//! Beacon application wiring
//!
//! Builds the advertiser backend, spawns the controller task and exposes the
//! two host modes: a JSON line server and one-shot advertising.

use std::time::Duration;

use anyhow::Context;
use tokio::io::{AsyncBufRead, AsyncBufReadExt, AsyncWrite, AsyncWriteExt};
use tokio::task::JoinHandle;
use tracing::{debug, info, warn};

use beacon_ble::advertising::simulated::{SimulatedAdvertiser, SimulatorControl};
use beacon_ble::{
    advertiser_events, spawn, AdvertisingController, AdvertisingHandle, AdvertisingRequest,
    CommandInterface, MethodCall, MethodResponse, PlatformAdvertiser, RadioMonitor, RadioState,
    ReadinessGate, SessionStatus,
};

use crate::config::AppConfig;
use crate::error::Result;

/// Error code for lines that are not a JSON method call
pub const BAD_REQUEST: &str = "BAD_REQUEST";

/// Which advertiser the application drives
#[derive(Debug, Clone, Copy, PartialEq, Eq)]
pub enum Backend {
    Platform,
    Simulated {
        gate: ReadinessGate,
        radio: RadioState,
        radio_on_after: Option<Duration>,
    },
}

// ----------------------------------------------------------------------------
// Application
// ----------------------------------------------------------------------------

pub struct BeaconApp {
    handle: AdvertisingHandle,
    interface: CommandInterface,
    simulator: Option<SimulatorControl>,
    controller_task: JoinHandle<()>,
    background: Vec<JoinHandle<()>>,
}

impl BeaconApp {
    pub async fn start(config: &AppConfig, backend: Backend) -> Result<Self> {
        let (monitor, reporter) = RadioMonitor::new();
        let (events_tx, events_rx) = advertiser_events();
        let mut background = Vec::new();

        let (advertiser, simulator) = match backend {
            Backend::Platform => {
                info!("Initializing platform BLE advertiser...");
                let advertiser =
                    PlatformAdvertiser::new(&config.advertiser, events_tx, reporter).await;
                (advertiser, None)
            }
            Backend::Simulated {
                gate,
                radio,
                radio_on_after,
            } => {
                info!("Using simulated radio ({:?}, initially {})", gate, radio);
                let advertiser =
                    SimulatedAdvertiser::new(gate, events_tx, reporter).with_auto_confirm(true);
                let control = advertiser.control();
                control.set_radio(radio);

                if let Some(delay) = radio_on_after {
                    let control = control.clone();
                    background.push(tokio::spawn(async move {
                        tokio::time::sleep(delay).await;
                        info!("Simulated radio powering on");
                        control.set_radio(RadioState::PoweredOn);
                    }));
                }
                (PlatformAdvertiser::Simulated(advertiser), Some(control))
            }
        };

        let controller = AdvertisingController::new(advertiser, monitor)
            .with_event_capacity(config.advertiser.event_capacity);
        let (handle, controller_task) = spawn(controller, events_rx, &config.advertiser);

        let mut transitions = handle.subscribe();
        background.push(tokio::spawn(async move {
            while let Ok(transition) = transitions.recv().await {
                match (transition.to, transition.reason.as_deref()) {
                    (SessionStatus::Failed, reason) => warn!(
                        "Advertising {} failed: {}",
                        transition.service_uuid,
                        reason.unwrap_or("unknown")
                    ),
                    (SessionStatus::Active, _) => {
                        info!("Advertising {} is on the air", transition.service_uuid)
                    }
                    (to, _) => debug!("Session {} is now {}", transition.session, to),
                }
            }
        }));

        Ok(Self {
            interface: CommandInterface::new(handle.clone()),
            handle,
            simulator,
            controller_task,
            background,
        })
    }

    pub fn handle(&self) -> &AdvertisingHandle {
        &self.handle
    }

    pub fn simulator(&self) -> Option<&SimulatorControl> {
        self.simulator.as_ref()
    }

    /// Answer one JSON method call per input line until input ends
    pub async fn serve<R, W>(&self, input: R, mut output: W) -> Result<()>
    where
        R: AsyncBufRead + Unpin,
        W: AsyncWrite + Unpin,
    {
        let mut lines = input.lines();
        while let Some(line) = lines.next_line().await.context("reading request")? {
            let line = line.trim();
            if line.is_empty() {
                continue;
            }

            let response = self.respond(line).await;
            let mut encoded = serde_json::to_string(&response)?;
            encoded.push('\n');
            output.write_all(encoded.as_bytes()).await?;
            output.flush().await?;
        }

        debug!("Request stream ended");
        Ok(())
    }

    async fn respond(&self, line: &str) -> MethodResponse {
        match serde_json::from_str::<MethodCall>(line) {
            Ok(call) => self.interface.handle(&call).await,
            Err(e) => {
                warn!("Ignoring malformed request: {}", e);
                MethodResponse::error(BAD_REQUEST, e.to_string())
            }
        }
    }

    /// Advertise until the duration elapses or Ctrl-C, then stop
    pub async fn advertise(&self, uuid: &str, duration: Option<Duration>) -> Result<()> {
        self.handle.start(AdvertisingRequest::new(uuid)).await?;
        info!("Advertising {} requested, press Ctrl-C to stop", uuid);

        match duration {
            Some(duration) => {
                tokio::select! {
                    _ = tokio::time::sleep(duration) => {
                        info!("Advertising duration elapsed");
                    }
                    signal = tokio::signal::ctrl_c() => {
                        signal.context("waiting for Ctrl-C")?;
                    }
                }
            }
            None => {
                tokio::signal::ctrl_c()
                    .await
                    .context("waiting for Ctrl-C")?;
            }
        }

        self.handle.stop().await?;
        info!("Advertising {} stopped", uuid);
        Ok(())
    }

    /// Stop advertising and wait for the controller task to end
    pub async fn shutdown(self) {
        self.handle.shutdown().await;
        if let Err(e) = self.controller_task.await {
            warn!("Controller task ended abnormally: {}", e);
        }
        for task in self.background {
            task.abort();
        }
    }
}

+---+

**Problem details:**
The entries above must be repeated word for word.

**Exercise output:**
//! Beacon application wiring
//!
//! Builds the advertiser backend, spawns the controller task and exposes the
//! two host modes: a JSON line server and one-shot advertising.

use std::time::Duration;

use anyhow::Context;
use tokio::io::{AsyncBufRead, AsyncBufReadExt, AsyncWrite, AsyncWriteExt};
use tokio::task::JoinHandle;
use tracing::{debug, info, warn};

use beacon_ble::advertising::simulated::{SimulatedAdvertiser, SimulatorControl};
use beacon_ble::{
    advertiser_events, spawn, AdvertisingController, AdvertisingHandle, AdvertisingRequest,
    CommandInterface, MethodCall, MethodResponse, PlatformAdvertiser, RadioMonitor, RadioState,
    ReadinessGate, SessionStatus,
};

use crate::config::AppConfig;
use crate::error::Result;

/// Error code for lines that are not a JSON method call
pub const BAD_REQUEST: &str = "BAD_REQUEST";

/// Which advertiser the application drives
#[derive(Debug, Clone, Copy, PartialEq, Eq)]
pub enum Backend {
    Platform,
    Simulated {
        gate: ReadinessGate,
        radio: RadioState,
        radio_on_after: Option<Duration>,
    },
}

// ----------------------------------------------------------------------------
// Application
// ----------------------------------------------------------------------------

pub struct BeaconApp {
    handle: AdvertisingHandle,
    interface: CommandInterface,
    simulator: Option<SimulatorControl>,
    controller_task: JoinHandle<()>,
    background: Vec<JoinHandle<()>>,
}

impl BeaconApp {
    pub async fn start(config: &AppConfig, backend: Backend) -> Result<Self> {
        let (monitor, reporter) = RadioMonitor::new();
        let (events_tx, events_rx) = advertiser_events();
        let mut background = Vec::new();

        let (advertiser, simulator) = match backend {
            Backend::Platform => {
                info!("Initializing platform BLE advertiser...");
                let advertiser =
                    PlatformAdvertiser::new(&config.advertiser, events_tx, reporter).await;
                (advertiser, None)
            }
            Backend::Simulated {
                gate,
                radio,
                radio_on_after,
            } => {
                info!("Using simulated radio ({:?}, initially {})", gate, radio);
                let advertiser =
                    SimulatedAdvertiser::new(gate, events_tx, reporter).with_auto_confirm(true);
                let control = advertiser.control();
                control.set_radio(radio);

                if let Some(delay) = radio_on_after {
                    let control = control.clone();
                    background.push(tokio::spawn(async move {
                        tokio::time::sleep(delay).await;
                        info!("Simulated radio powering on");
                        control.set_radio(RadioState::PoweredOn);
                    }));
                }
                (PlatformAdvertiser::Simulated(advertiser), Some(control))
            }
        };

        let controller = AdvertisingController::new(advertiser, monitor)
            .with_event_capacity(config.advertiser.event_capacity);
        let (handle, controller_task) = spawn(controller, events_rx, &config.advertiser);

        let mut transitions = handle.subscribe();
        background.push(tokio::spawn(async move {
            while let Ok(transition) = transitions.recv().await {
                match (transition.to, transition.reason.as_deref()) {
                    (SessionStatus::Failed, reason) => warn!(
                        "Advertising {} failed: {}",
                        transition.service_uuid,
                        reason.unwrap_or("unknown")
                    ),
                    (SessionStatus::Active, _) => {
                        info!("Advertising {} is on the air", transition.service_uuid)
                    }
                    (to, _) => debug!("Session {} is now {}", transition.session, to),
                }
            }
        }));

        Ok(Self {
            interface: CommandInterface::new(handle.clone()),
            handle,
            simulator,
            controller_task,
            background,
        })
    }

    pub fn handle(&self) -> &AdvertisingHandle {
        &self.handle
    }

    pub fn simulator(&self) -> Option<&SimulatorControl> {
        self.simulator.as_ref()
    }

    /// Answer one JSON method call per input line until input ends
    pub async fn serve<R, W>(&self, input: R, mut output: W) -> Result<()>
    where
        R: AsyncBufRead + Unpin,
        W: AsyncWrite + Unpin,
    {
        let mut lines = input.lines();
        while let Some(line) = lines.next_line().await.context("reading request")? {
            let line = line.trim();
            if line.is_empty() {
                continue;
            }

            let response = self.respond(line).await;
            let mut encoded = serde_json::to_string(&response)?;
            encoded.push('\n');
            output.write_all(encoded.as_bytes()).await?;
            output.flush().await?;
        }

        debug!("Request stream ended");
        Ok(())
    }

    async fn respond(&self, line: &str) -> MethodResponse {
        match serde_json::from_str::<MethodCall>(line) {
            Ok(call) => self.interface.handle(&call).await,
            Err(e) => {
                warn!("Ignoring malformed request: {}", e);
                MethodResponse::error(BAD_REQUEST, e.to_string())
            }
        }
    }

    /// Advertise until the duration elapses or Ctrl-C, then stop
    pub async fn advertise(&self, uuid: &str, duration: Option<Duration>) -> Result<()> {
        self.handle.start(AdvertisingRequest::new(uuid)).await?;
        info!("Advertising {} requested, press Ctrl-C to stop", uuid);

        match duration {
            Some(duration) => {
                tokio::select! {
                    _ = tokio::time::sleep(duration) => {
                        info!("Advertising duration elapsed");
                    }
                    signal = tokio::signal::ctrl_c() => {
                        signal.context("waiting for Ctrl-C")?;
                    }
                }
            }
            None => {
                tokio::signal::ctrl_c()
                    .await
                    .context("waiting for Ctrl-C")?;
            }
        }

        self.handle.stop().await?;
        info!("Advertising {} stopped", uuid);
        Ok(())
    }

    /// Stop advertising and wait for the controller task to end
    pub async fn shutdown(self) {
        self.handle.shutdown().await;
        if let Err(e) = self.controller_task.await {
            warn!("Controller task ended abnormally: {}", e);
        }
        for task in self.background {
            task.abort();
        }
    }
}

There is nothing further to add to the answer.